Any number you choose to plug in for k will eventually give you the answer to this problem, but there are some numbers that will make your task even easier.
If it takes Jim 50 minutes to drive k miles, how long will it take him to drive 10 miles at the same rate?
We need a number for k. What if we made k = half of 10 ? See how the question reads now:
If it takes Jim 50 minutes to drive 5 miles, how long will it take him to drive 10 miles at the same rate?
Suddenly the problem is simple. It will take him twice as long: 100 minutes. Now all we need to know is which of the answer choices equals 100, given that k = 5. Start with answer choice A. Divide 500 by 5 and you have 100. Bingo! To double-check, plug 5 into the other answer choices as well. None of them give us the correct answer of 100.
The answer to this question is choice A.
You can plug numbers into any problem in which the answer choices are not specific numbers.
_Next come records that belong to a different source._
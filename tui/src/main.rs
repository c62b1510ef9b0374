use clap::Parser;
use anyhow::Context;
use log::{info, warn};
use strum::IntoEnumIterator;

use adv7482_core::Adv7482;
use adv7482_core::config::DriverConfig;
use adv7482_core::ctrl::ControlId;
use adv7482_core::format::FormatWhich;
use adv7482_core::link::*;
use adv7482_core::script::tables;
use adv7482_sim::{EmulatedChip, HdmiSignal, SimDelay, Snapshot};

use std::path::PathBuf;
use std::process;

#[derive(Parser, Debug)]
struct Args {
    /// Input served on the source pad (hdmi, composite)
    #[clap(short, long, default_value = "hdmi")]
    input: InputPath,
    /// Pixel encoding on the HDMI receiver (ycbcr422, rgb888)
    #[clap(long, default_value = "ycbcr422")]
    interface: InputInterface,
    /// Leave the HDMI receiver and CSI-TXA down
    #[clap(long)]
    no_hdmi: bool,
    /// Bring up the SDP and CSI-TXB
    #[clap(long)]
    sdp: bool,
    /// Skip the soft reset at probe
    #[clap(long)]
    no_sw_reset: bool,
    /// CSI-2 virtual channel
    #[clap(long, default_value_t = 0)]
    vc: u8,
    /// 7-bit address of the IO bank
    #[clap(long, default_value = "0x70", value_parser = parse_hex)]
    io_addr: u8,
    /// Replace the input with color bars
    #[clap(long)]
    color_bars: bool,

    /// Signal on the emulated HDMI port, e.g. 1280x720p
    #[clap(long)]
    signal: Option<HdmiSignal>,
    /// Raw SDP status register 0x10 of the emulated chip
    #[clap(long, default_value = "0x00", value_parser = parse_hex)]
    sdp_status: u8,

    /// Control assignment, e.g. brightness=-10 (repeatable)
    #[clap(short, long, value_parser = parse_ctrl)]
    ctrl: Vec<(ControlId, i32)>,
    /// Start streaming after probe
    #[clap(short, long)]
    stream: bool,
    /// List the built-in register scripts and exit
    #[clap(long)]
    scripts: bool,
    /// Write the final register state to this file
    #[clap(short, long)]
    dump: Option<PathBuf>,
    /// More output (repeatable)
    #[clap(short, long, action = clap::ArgAction::Count)]
    verbose: u8,
}

fn parse_hex(s: &str) -> Result<u8, std::num::ParseIntError> {
    u8::from_str_radix(s.trim_start_matches("0x"), 16)
}

fn parse_ctrl(s: &str) -> anyhow::Result<(ControlId, i32)> {
    let (name, val) = s.split_once('=').context("expected NAME=VALUE")?;
    Ok((name.parse()?, val.parse()?))
}

impl Args {
    fn driver_config(&self) -> anyhow::Result<DriverConfig> {
        let link = LinkConfig {
            input: self.input,
            interface: self.interface,
            vc: VirtualChannel::new(self.vc)?,
            hdmi_enabled: !self.no_hdmi,
            sdp_enabled: self.sdp || self.input == InputPath::Composite,
            sw_reset: !self.no_sw_reset,
        };
        Ok(DriverConfig {
            io_addr: self.io_addr,
            link,
            debug: self.verbose,
            color_bars: self.color_bars,
            ..Default::default()
        })
    }
}

fn setup_logger(level: log::LevelFilter) -> anyhow::Result<()> {
    use fern::colors::{Color, ColoredLevelConfig};
    let colors = ColoredLevelConfig::new()
        .error(Color::Red)
        .warn(Color::Yellow)
        .info(Color::Green)
        .debug(Color::Cyan)
        .trace(Color::BrightBlack);
    fern::Dispatch::new()
        .format(move |out, message, record| {
            out.finish(format_args!("[{}][{}] {}", colors.color(record.level()), record.target(), message))
        })
        .level(level)
        .chain(std::io::stderr())
        .apply()?;
    Ok(())
}

fn report(dev: &Adv7482<EmulatedChip, SimDelay>) -> anyhow::Result<()> {
    println!("input:        {} ({:?})", dev.input(), dev.g_input_status()?);
    println!("standard:     {}", dev.querystd()?);
    let fmt = dev.get_pad_format(FormatWhich::Active)?;
    println!("format:       {}x{} {:?} {:?} {:?}", fmt.width, fmt.height, fmt.code, fmt.colorspace, fmt.field);
    if dev.input() == InputPath::Hdmi {
        match dev.query_dv_timings() {
            Ok(Some(t)) => println!("dv timings:   {}x{} @ {} mHz", t.width, t.height, t.refresh_mhz()),
            Ok(None) => println!("dv timings:   no signal"),
            Err(e) => println!("dv timings:   {e}"),
        }
    }
    let crop = dev.cropcap()?;
    println!("crop bounds:  {}x{}", crop.bounds.width, crop.bounds.height);
    let bus = dev.mbus_config();
    println!("csi-2:        {} lane(s), channels {:04b}", bus.lanes, bus.channels);
    for id in ControlId::iter() {
        println!("{:<13} {}", format!("{id}:"), dev.get_ctrl(id)?);
    }
    Ok(())
}

fn main() -> anyhow::Result<()> {
    let args = Args::parse();

    if args.scripts {
        for (name, script) in tables::all() {
            println!("{name:<24} {:>4} entries", script.len());
        }
        return Ok(());
    }

    let cfg = args.driver_config()?;
    setup_logger(cfg.log_level())?;

    let chip = EmulatedChip::new(cfg.io_addr);
    chip.set_hdmi_signal(args.signal);
    chip.set_sdp_status(args.sdp_status);

    let dev = match Adv7482::probe(chip.clone(), SimDelay::default(), cfg) {
        Ok(dev) => dev,
        Err(reason) => {
            println!("Failed to probe ADV7482: {reason}");
            process::exit(-1);
        }
    };
    if let Some(rev) = dev.revision()? {
        info!(target: "PROBE", "revision {rev}");
    }

    for (id, val) in &args.ctrl {
        if let Err(reason) = dev.set_ctrl(*id, *val) {
            warn!(target: "CTRL", "{reason}");
        }
    }
    if args.stream {
        dev.s_stream(true)?;
    }
    report(&dev)?;

    let snap = Snapshot::of(&chip);
    if let Some(path) = &args.dump {
        snap.to_file(path)?;
        println!("dumped register state to {}", path.display());
    }
    let delay_ms = dev.with_bus(|b| b.delay.total_ms);
    let xfers = chip.lock().xfers;
    println!("{xfers} transfers, {delay_ms} ms of delays, state {:08x}", snap.fingerprint()?);
    Ok(())
}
Try Plugging In if you see:
GMAC wants you to use algebra on problems that have variables in the answers, but Plugging In is easier, faster, and less likely to produce errors. Here’s an example:
At a photocopy center, the first 10 copies cost x cents each. Each of the next 50 copies costs 5 cents less per copy. From the 61st copy on, the cost is 2 cents per copy. Which of the following expressions shows the cost, in cents, to make 200 copies?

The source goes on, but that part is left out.